Laura Campisi, PhD
Assistant Professor, WashU Pathology & Immunology
- Email: firstname.lastname@example.org
Understanding the role of T cells in ALS-4
Amyotrophic Lateral Sclerosis (ALS) is an incurable, heterogeneous neurodegenerative disorder that affects motor neurons in the brain and spinal cord, causing progressive loss of voluntary muscle control. Interestingly, several ALS-associated genes have been shown to affect immune functions, and a variety of aberrant inflammatory events have been reported in patients and mouse models, suggesting that specific immune features can also account for both ALS heterogeneity and pathology.

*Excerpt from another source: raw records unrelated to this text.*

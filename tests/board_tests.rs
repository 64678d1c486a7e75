//! Board tests - occupancy, full-row scan, row removal

use blockfall::core::{Block, Board};
use blockfall::types::{CellPos, ColorFrame};

const GRAY: ColorFrame = ColorFrame(1);

fn fill_row_except(board: &mut Board, row: i32, gap: Option<i32>) {
    for col in 0..board.width() as i32 {
        if Some(col) != gap {
            board.set(row, col, Some(GRAY));
        }
    }
}

#[test]
fn test_board_new_empty() {
    let board = Board::new(10, 22);
    assert_eq!(board.width(), 10);
    assert_eq!(board.height(), 22);
    assert_eq!(board.occupied_count(), 0);
    for row in 0..22 {
        for col in 0..10 {
            assert!(!board.is_occupied(row, col), "({row}, {col}) should be empty");
        }
    }
}

#[test]
fn test_out_of_range_rows_are_not_occupied() {
    let mut board = Board::new(10, 22);
    fill_row_except(&mut board, 21, None);
    assert!(!board.is_occupied(22, 0));
    assert!(!board.is_occupied(100, 3));
    assert!(!board.is_occupied(-1, 3));
    assert!(!board.set(22, 0, Some(GRAY)));
}

#[test]
fn test_full_row_is_reported() {
    let mut board = Board::new(10, 22);
    fill_row_except(&mut board, 0, None);
    fill_row_except(&mut board, 5, None);
    assert_eq!(board.full_rows(), vec![0, 5]);
}

#[test]
fn test_row_missing_one_column_is_not_full() {
    let mut board = Board::new(10, 22);
    for gap in 0..10 {
        board.clear();
        fill_row_except(&mut board, 3, Some(gap));
        assert!(board.full_rows().is_empty(), "gap at column {gap}");
    }
}

#[test]
fn test_remove_empty_set_leaves_board_unchanged() {
    let mut board = Board::new(10, 22);
    fill_row_except(&mut board, 0, Some(4));
    board.set(7, 2, Some(ColorFrame(3)));
    let before = board.clone();

    assert_eq!(board.remove_rows(&[]), 0);
    assert_eq!(board, before);

    // A board with nothing full stays put through a full scan-and-remove cycle.
    let rows = board.full_rows();
    board.remove_rows(&rows);
    assert_eq!(board, before);
}

#[test]
fn test_remove_rows_shifts_stack_down_preserving_columns() {
    let mut board = Board::new(4, 6);
    fill_row_except(&mut board, 1, None);
    fill_row_except(&mut board, 3, None);
    board.set(0, 1, Some(ColorFrame(5)));
    board.set(2, 0, Some(ColorFrame(6)));
    board.set(4, 3, Some(ColorFrame(7)));
    board.set(5, 2, Some(ColorFrame(8)));

    assert_eq!(board.remove_rows(&[1, 3]), 2);

    // Below both removed rows: unchanged.
    assert_eq!(board.get(0, 1), Some(ColorFrame(5)));
    // Between them: down by one.
    assert_eq!(board.get(1, 0), Some(ColorFrame(6)));
    // Above both: down by two.
    assert_eq!(board.get(2, 3), Some(ColorFrame(7)));
    assert_eq!(board.get(3, 2), Some(ColorFrame(8)));
    // Top rows refilled empty.
    assert!(board.row_cells(4).unwrap().iter().all(Option::is_none));
    assert!(board.row_cells(5).unwrap().iter().all(Option::is_none));
    assert_eq!(board.occupied_count(), 4);
}

#[test]
fn test_remove_top_row() {
    let mut board = Board::new(3, 3);
    fill_row_except(&mut board, 2, None);
    board.set(1, 1, Some(ColorFrame(4)));
    board.remove_rows(&[2]);
    assert_eq!(board.get(1, 1), Some(ColorFrame(4)));
    assert_eq!(board.occupied_count(), 1);
}

#[test]
fn test_place_merges_blocks_with_color() {
    let mut board = Board::new(10, 22);
    let blocks = [
        Block::new(CellPos::new(0, 0), ColorFrame(2)),
        Block::new(CellPos::new(0, 1), ColorFrame(2)),
        Block::new(CellPos::new(1, 1), ColorFrame(9)),
    ];
    assert!(board.place(&blocks));
    assert_eq!(board.get(1, 1), Some(ColorFrame(9)));
    assert_eq!(board.blocks().count(), 3);
}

We recently made the original discovery that ALS-4, a juvenile and slowly progressive form of ALS caused by mutations in the gene SETX, has a strong immune component, as wild-type bone marrow transplantation in ALS mutants halts disease manifestation. Strikingly, an increasing frequency of clonally expanded, terminally differentiated effector memory (TEMRA) CD8 T cells in the peripheral blood and in the central nervous system (CNS) of ALS-4 mice and patients correlates with disease progression. Interestingly, ALS-4-associated CD8 T cells seem to play a role in resistance to glioma growth in mice.

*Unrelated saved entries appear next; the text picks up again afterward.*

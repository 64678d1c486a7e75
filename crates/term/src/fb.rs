//! Framebuffer and style types for terminal rendering.

/// 24-bit RGB color.
#[derive(Debug, Clone, Copy, PartialEq, Eq, Default)]
pub struct Rgb {
    pub r: u8,
    pub g: u8,
    pub b: u8,
}

impl Rgb {
    pub const fn new(r: u8, g: u8, b: u8) -> Self {
        Self { r, g, b }
    }
}

/// Minimal per-cell styling.
#[derive(Debug, Clone, Copy, PartialEq, Eq)]
pub struct CellStyle {
    pub fg: Rgb,
    pub bg: Rgb,
    pub bold: bool,
    pub dim: bool,
}

impl CellStyle {
    pub const fn new(fg: Rgb, bg: Rgb) -> Self {
        Self {
            fg,
            bg,
            bold: false,
            dim: false,
        }
    }

    pub const fn bold(self) -> Self {
        Self { bold: true, ..self }
    }

    pub const fn dim(self) -> Self {
        Self { dim: true, ..self }
    }
}

impl Default for CellStyle {
    fn default() -> Self {
        Self::new(Rgb::new(220, 220, 220), Rgb::new(0, 0, 0))
    }
}

/// A single terminal cell.
#[derive(Debug, Clone, Copy, PartialEq, Eq)]
pub struct Cell {
    pub ch: char,
    pub style: CellStyle,
}

impl Default for Cell {
    fn default() -> Self {
        Self {
            ch: ' ',
            style: CellStyle::default(),
        }
    }
}

/// 2D framebuffer of styled character cells, `(x, y)` from the top-left.
#[derive(Debug, Clone, PartialEq, Eq)]
pub struct FrameBuffer {
    width: u16,
    height: u16,
    cells: Vec<Cell>,
}

impl FrameBuffer {
    pub fn new(width: u16, height: u16) -> Self {
        Self {
            width,
            height,
            cells: vec![Cell::default(); width as usize * height as usize],
        }
    }

    pub fn width(&self) -> u16 {
        self.width
    }

    pub fn height(&self) -> u16 {
        self.height
    }

    /// Resize, keeping the allocation when possible.
    pub fn resize(&mut self, width: u16, height: u16) {
        if self.width == width && self.height == height {
            return;
        }
        self.width = width;
        self.height = height;
        self.cells
            .resize(width as usize * height as usize, Cell::default());
    }

    #[inline(always)]
    fn idx(&self, x: u16, y: u16) -> Option<usize> {
        if x >= self.width || y >= self.height {
            return None;
        }
        Some(y as usize * self.width as usize + x as usize)
    }

    pub fn get(&self, x: u16, y: u16) -> Option<Cell> {
        self.idx(x, y).map(|i| self.cells[i])
    }

    pub fn set(&mut self, x: u16, y: u16, cell: Cell) {
        if let Some(i) = self.idx(x, y) {
            self.cells[i] = cell;
        }
    }

    pub fn clear(&mut self) {
        self.cells.fill(Cell::default());
    }

    pub fn put_char(&mut self, x: u16, y: u16, ch: char, style: CellStyle) {
        self.set(x, y, Cell { ch, style });
    }

    pub fn put_str(&mut self, x: u16, y: u16, s: &str, style: CellStyle) {
        for (i, ch) in s.chars().enumerate() {
            let Some(cx) = x.checked_add(i as u16) else {
                break;
            };
            if cx >= self.width {
                break;
            }
            self.put_char(cx, y, ch, style);
        }
    }

    pub fn fill_rect(&mut self, x: u16, y: u16, w: u16, h: u16, ch: char, style: CellStyle) {
        for dy in 0..h {
            for dx in 0..w {
                self.put_char(x.saturating_add(dx), y.saturating_add(dy), ch, style);
            }
        }
    }

    /// Row `y` as a string, for tests and debugging
    pub fn row_text(&self, y: u16) -> String {
        (0..self.width)
            .filter_map(|x| self.get(x, y))
            .map(|c| c.ch)
            .collect()
    }
}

Our findings point toward an involvement of T cells in ALS pathobiology. Whether these cells contribute to neurodegeneration and what mechanisms are involved in their activation is unknown.
Our lab combines expertise in the study of the immune system in mice and humans with cutting-edge technology to test the novel theory of an antigen-specific T cell response detrimental in the context of neurodegeneration, but protective against cancer.
Consistent with the goals of the Hope Center, our research is seeking fundamental mechanisms of human pathology that can be translated into a better management of patients, and novel therapeutic strategies.